[Dataset entries]
^^^^
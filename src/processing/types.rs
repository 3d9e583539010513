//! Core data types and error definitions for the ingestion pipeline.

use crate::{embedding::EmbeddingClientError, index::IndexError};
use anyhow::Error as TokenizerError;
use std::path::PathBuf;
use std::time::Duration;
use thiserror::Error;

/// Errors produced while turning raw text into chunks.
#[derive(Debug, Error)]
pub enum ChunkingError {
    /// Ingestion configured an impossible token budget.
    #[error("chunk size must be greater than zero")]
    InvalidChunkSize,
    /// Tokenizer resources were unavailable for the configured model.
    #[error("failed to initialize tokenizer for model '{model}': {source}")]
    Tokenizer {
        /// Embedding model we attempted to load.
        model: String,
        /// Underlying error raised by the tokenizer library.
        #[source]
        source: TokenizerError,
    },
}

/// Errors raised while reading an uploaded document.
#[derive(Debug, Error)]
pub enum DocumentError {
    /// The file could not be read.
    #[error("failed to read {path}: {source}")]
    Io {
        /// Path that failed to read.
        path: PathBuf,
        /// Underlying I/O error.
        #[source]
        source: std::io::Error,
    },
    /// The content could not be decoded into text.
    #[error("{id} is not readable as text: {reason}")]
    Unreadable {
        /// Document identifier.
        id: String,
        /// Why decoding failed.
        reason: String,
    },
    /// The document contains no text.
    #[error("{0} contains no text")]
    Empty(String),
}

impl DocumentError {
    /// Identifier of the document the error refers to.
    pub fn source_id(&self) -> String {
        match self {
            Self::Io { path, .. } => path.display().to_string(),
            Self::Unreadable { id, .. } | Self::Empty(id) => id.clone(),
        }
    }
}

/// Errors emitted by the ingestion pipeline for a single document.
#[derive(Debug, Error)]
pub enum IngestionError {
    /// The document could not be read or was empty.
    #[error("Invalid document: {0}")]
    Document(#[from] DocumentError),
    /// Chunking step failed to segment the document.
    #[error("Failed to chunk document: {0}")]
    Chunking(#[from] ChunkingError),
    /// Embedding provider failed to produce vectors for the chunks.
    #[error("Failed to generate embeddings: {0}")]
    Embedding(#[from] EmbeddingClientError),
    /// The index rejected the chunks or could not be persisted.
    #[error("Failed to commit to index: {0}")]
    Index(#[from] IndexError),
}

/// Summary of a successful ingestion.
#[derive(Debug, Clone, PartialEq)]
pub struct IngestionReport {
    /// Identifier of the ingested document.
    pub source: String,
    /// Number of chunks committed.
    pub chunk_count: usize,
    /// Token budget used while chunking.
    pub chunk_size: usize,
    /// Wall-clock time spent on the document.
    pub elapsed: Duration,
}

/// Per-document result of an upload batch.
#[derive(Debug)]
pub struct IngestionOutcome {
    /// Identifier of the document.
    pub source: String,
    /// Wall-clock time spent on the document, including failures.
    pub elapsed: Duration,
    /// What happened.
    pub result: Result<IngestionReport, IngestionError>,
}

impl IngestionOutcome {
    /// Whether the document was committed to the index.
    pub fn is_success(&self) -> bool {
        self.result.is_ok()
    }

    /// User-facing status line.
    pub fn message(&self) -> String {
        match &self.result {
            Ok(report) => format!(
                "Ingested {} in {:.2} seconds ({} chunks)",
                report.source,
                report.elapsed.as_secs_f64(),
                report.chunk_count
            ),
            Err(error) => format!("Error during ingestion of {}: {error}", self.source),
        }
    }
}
^^^^
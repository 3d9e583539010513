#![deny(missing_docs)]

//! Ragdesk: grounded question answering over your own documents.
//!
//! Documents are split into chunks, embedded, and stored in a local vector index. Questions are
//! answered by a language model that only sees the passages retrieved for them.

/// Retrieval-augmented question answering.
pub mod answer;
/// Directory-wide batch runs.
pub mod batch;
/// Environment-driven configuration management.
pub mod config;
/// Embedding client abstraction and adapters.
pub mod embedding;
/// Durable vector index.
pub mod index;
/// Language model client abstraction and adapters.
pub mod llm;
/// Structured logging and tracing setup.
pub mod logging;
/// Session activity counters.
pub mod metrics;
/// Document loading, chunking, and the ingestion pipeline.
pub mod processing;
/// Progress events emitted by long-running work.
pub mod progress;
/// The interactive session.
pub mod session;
^^^^
## Assigned task
Above are the entries. Copy exactly the part that opens with the line containing "retrieved for them." and closes with the line containing "pub mod config;", and no more.

## Task result
//! answered by a language model that only sees the passages retrieved for them.

/// Retrieval-augmented question answering.
pub mod answer;
/// Directory-wide batch runs.
pub mod batch;
/// Environment-driven configuration management.
pub mod config;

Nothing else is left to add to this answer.